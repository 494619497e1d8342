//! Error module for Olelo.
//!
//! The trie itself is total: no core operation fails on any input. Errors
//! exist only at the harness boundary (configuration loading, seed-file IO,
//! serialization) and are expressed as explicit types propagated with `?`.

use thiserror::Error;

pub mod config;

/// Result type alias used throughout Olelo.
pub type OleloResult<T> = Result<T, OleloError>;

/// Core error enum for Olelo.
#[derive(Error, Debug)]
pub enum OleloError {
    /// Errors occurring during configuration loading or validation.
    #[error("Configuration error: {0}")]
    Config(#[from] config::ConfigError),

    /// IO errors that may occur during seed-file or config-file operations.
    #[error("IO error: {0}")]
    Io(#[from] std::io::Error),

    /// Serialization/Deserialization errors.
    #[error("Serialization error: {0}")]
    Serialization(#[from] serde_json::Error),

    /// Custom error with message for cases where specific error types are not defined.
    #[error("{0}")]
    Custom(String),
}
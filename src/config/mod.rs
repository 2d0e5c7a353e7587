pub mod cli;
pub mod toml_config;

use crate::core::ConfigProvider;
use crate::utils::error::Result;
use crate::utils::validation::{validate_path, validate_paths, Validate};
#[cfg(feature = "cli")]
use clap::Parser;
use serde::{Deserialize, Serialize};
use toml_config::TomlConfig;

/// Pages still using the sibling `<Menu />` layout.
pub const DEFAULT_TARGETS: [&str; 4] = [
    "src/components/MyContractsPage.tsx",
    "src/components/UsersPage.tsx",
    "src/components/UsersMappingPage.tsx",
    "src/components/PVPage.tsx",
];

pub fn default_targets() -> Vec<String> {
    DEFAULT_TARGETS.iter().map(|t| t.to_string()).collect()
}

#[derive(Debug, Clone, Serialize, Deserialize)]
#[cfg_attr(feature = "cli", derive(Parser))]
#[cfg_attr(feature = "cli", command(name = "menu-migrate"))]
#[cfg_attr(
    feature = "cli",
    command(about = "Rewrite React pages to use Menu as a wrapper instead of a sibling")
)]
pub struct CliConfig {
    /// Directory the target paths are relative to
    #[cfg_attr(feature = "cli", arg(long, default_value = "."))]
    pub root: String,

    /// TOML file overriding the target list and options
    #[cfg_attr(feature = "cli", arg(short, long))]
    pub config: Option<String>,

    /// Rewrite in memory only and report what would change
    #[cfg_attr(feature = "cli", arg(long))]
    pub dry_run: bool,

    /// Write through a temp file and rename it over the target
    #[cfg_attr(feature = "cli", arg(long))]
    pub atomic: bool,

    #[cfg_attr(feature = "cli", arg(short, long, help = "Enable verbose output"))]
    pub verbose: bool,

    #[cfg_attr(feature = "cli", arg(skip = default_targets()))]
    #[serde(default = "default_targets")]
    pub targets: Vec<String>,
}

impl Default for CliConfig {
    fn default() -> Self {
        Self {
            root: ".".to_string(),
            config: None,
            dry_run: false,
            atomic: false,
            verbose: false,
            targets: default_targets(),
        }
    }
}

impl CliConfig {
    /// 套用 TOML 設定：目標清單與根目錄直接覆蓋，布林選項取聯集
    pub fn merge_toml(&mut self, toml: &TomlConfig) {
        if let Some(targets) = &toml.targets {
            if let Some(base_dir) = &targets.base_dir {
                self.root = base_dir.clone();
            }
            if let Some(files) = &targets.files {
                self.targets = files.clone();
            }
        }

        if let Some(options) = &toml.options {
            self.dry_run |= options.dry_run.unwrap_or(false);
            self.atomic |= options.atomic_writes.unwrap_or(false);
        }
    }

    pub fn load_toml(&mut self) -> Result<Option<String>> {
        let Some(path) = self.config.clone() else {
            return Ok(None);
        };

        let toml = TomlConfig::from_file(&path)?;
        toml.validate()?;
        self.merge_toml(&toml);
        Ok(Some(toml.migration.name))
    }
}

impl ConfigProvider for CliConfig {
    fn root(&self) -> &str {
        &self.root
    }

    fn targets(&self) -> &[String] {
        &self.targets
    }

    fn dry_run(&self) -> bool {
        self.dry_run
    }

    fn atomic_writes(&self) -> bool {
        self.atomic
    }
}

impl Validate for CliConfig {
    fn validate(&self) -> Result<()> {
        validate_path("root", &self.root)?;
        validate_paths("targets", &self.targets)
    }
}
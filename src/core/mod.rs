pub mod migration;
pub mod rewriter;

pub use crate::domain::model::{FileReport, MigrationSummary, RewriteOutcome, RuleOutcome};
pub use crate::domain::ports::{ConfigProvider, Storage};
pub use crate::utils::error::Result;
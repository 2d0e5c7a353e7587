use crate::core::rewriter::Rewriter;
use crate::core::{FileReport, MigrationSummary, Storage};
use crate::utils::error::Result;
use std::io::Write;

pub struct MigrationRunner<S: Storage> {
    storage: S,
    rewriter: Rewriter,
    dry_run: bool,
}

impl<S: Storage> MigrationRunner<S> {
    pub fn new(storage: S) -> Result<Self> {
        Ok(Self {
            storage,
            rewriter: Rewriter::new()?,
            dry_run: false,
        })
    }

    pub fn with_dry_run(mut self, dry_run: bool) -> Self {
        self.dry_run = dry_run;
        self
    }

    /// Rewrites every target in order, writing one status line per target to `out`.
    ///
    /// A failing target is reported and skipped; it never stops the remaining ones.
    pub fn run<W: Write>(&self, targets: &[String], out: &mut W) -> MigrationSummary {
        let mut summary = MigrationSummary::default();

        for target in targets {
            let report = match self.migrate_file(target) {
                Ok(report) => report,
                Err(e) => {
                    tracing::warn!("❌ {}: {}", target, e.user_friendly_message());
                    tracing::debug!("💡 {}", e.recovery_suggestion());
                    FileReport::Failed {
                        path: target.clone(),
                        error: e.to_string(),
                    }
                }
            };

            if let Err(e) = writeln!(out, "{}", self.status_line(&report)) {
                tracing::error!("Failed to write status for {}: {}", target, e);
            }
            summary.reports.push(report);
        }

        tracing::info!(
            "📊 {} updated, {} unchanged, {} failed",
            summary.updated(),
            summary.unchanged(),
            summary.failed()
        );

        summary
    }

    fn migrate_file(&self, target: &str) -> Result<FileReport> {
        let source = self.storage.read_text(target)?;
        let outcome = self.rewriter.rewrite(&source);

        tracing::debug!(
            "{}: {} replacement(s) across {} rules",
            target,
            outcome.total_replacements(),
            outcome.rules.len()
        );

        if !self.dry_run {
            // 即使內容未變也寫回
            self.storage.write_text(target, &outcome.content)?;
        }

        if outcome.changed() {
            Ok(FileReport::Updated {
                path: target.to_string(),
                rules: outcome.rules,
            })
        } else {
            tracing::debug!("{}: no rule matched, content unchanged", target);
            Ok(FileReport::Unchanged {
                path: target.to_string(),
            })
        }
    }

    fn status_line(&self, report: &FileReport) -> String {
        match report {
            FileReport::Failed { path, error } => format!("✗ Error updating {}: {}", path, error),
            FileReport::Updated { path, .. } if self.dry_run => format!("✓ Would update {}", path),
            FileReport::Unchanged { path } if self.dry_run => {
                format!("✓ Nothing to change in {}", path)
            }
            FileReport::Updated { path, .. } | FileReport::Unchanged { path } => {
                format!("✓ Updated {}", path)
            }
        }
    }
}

> **TASK STATEMENT**
An exact copy of all the records above is needed.

> **ANSWER TO THE EXERCISE**
repository 494619497e1d8342
//! Error module for Olelo.
//!
//! The trie itself is total: no core operation fails on any input. Errors
//! exist only at the harness boundary (configuration loading, seed-file IO,
//! serialization) and are expressed as explicit types propagated with `?`.

use thiserror::Error;

pub mod config;

/// Result type alias used throughout Olelo.
pub type OleloResult<T> = Result<T, OleloError>;

/// Core error enum for Olelo.
#[derive(Error, Debug)]
pub enum OleloError {
    /// Errors occurring during configuration loading or validation.
    #[error("Configuration error: {0}")]
    Config(#[from] config::ConfigError),

    /// IO errors that may occur during seed-file or config-file operations.
    #[error("IO error: {0}")]
    Io(#[from] std::io::Error),

    /// Serialization/Deserialization errors.
    #[error("Serialization error: {0}")]
    Serialization(#[from] serde_json::Error),

    /// Custom error with message for cases where specific error types are not defined.
    #[error("{0}")]
    Custom(String),
}
filename src/config/mod.rs
repository 2d0e5c7a353e7587
pub mod cli;
pub mod toml_config;

use crate::core::ConfigProvider;
use crate::utils::error::Result;
use crate::utils::validation::{validate_path, validate_paths, Validate};
#[cfg(feature = "cli")]
use clap::Parser;
use serde::{Deserialize, Serialize};
use toml_config::TomlConfig;

/// Pages still using the sibling `<Menu />` layout.
pub const DEFAULT_TARGETS: [&str; 4] = [
    "src/components/MyContractsPage.tsx",
    "src/components/UsersPage.tsx",
    "src/components/UsersMappingPage.tsx",
    "src/components/PVPage.tsx",
];

pub fn default_targets() -> Vec<String> {
    DEFAULT_TARGETS.iter().map(|t| t.to_string()).collect()
}

#[derive(Debug, Clone, Serialize, Deserialize)]
#[cfg_attr(feature = "cli", derive(Parser))]
#[cfg_attr(feature = "cli", command(name = "menu-migrate"))]
#[cfg_attr(
    feature = "cli",
    command(about = "Rewrite React pages to use Menu as a wrapper instead of a sibling")
)]
pub struct CliConfig {
    /// Directory the target paths are relative to
    #[cfg_attr(feature = "cli", arg(long, default_value = "."))]
    pub root: String,

    /// TOML file overriding the target list and options
    #[cfg_attr(feature = "cli", arg(short, long))]
    pub config: Option<String>,

    /// Rewrite in memory only and report what would change
    #[cfg_attr(feature = "cli", arg(long))]
    pub dry_run: bool,

    /// Write through a temp file and rename it over the target
    #[cfg_attr(feature = "cli", arg(long))]
    pub atomic: bool,

    #[cfg_attr(feature = "cli", arg(short, long, help = "Enable verbose output"))]
    pub verbose: bool,

    #[cfg_attr(feature = "cli", arg(skip = default_targets()))]
    #[serde(default = "default_targets")]
    pub targets: Vec<String>,
}

impl Default for CliConfig {
    fn default() -> Self {
        Self {
            root: ".".to_string(),
            config: None,
            dry_run: false,
            atomic: false,
            verbose: false,
            targets: default_targets(),
        }
    }
}

impl CliConfig {
    /// 套用 TOML 設定：目標清單與根目錄直接覆蓋，布林選項取聯集
    pub fn merge_toml(&mut self, toml: &TomlConfig) {
        if let Some(targets) = &toml.targets {
            if let Some(base_dir) = &targets.base_dir {
                self.root = base_dir.clone();
            }
            if let Some(files) = &targets.files {
                self.targets = files.clone();
            }
        }

        if let Some(options) = &toml.options {
            self.dry_run |= options.dry_run.unwrap_or(false);
            self.atomic |= options.atomic_writes.unwrap_or(false);
        }
    }

    pub fn load_toml(&mut self) -> Result<Option<String>> {
        let Some(path) = self.config.clone() else {
            return Ok(None);
        };

        let toml = TomlConfig::from_file(&path)?;
        toml.validate()?;
        self.merge_toml(&toml);
        Ok(Some(toml.migration.name))
    }
}

impl ConfigProvider for CliConfig {
    fn root(&self) -> &str {
        &self.root
    }

    fn targets(&self) -> &[String] {
        &self.targets
    }

    fn dry_run(&self) -> bool {
        self.dry_run
    }

    fn atomic_writes(&self) -> bool {
        self.atomic
    }
}

impl Validate for CliConfig {
    fn validate(&self) -> Result<()> {
        validate_path("root", &self.root)?;
        validate_paths("targets", &self.targets)
    }
}
filename src/core/mod.rs
pub mod migration;
pub mod rewriter;

pub use crate::domain::model::{FileReport, MigrationSummary, RewriteOutcome, RuleOutcome};
pub use crate::domain::ports::{ConfigProvider, Storage};
pub use crate::utils::error::Result;
repository 2d0e5c7a353e7587
use crate::core::rewriter::Rewriter;
use crate::core::{FileReport, MigrationSummary, Storage};
use crate::utils::error::Result;
use std::io::Write;

pub struct MigrationRunner<S: Storage> {
    storage: S,
    rewriter: Rewriter,
    dry_run: bool,
}

impl<S: Storage> MigrationRunner<S> {
    pub fn new(storage: S) -> Result<Self> {
        Ok(Self {
            storage,
            rewriter: Rewriter::new()?,
            dry_run: false,
        })
    }

    pub fn with_dry_run(mut self, dry_run: bool) -> Self {
        self.dry_run = dry_run;
        self
    }

    /// Rewrites every target in order, writing one status line per target to `out`.
    ///
    /// A failing target is reported and skipped; it never stops the remaining ones.
    pub fn run<W: Write>(&self, targets: &[String], out: &mut W) -> MigrationSummary {
        let mut summary = MigrationSummary::default();

        for target in targets {
            let report = match self.migrate_file(target) {
                Ok(report) => report,
                Err(e) => {
                    tracing::warn!("❌ {}: {}", target, e.user_friendly_message());
                    tracing::debug!("💡 {}", e.recovery_suggestion());
                    FileReport::Failed {
                        path: target.clone(),
                        error: e.to_string(),
                    }
                }
            };

            if let Err(e) = writeln!(out, "{}", self.status_line(&report)) {
                tracing::error!("Failed to write status for {}: {}", target, e);
            }
            summary.reports.push(report);
        }

        tracing::info!(
            "📊 {} updated, {} unchanged, {} failed",
            summary.updated(),
            summary.unchanged(),
            summary.failed()
        );

        summary
    }

    fn migrate_file(&self, target: &str) -> Result<FileReport> {
        let source = self.storage.read_text(target)?;
        let outcome = self.rewriter.rewrite(&source);

        tracing::debug!(
            "{}: {} replacement(s) across {} rules",
            target,
            outcome.total_replacements(),
            outcome.rules.len()
        );

        if !self.dry_run {
            // 即使內容未變也寫回
            self.storage.write_text(target, &outcome.content)?;
        }

        if outcome.changed() {
            Ok(FileReport::Updated {
                path: target.to_string(),
                rules: outcome.rules,
            })
        } else {
            tracing::debug!("{}: no rule matched, content unchanged", target);
            Ok(FileReport::Unchanged {
                path: target.to_string(),
            })
        }
    }

    fn status_line(&self, report: &FileReport) -> String {
        match report {
            FileReport::Failed { path, error } => format!("✗ Error updating {}: {}", path, error),
            FileReport::Updated { path, .. } if self.dry_run => format!("✓ Would update {}", path),
            FileReport::Unchanged { path } if self.dry_run => {
                format!("✓ Nothing to change in {}", path)
            }
            FileReport::Updated { path, .. } | FileReport::Unchanged { path } => {
                format!("✓ Updated {}", path)
            }
        }
    }
}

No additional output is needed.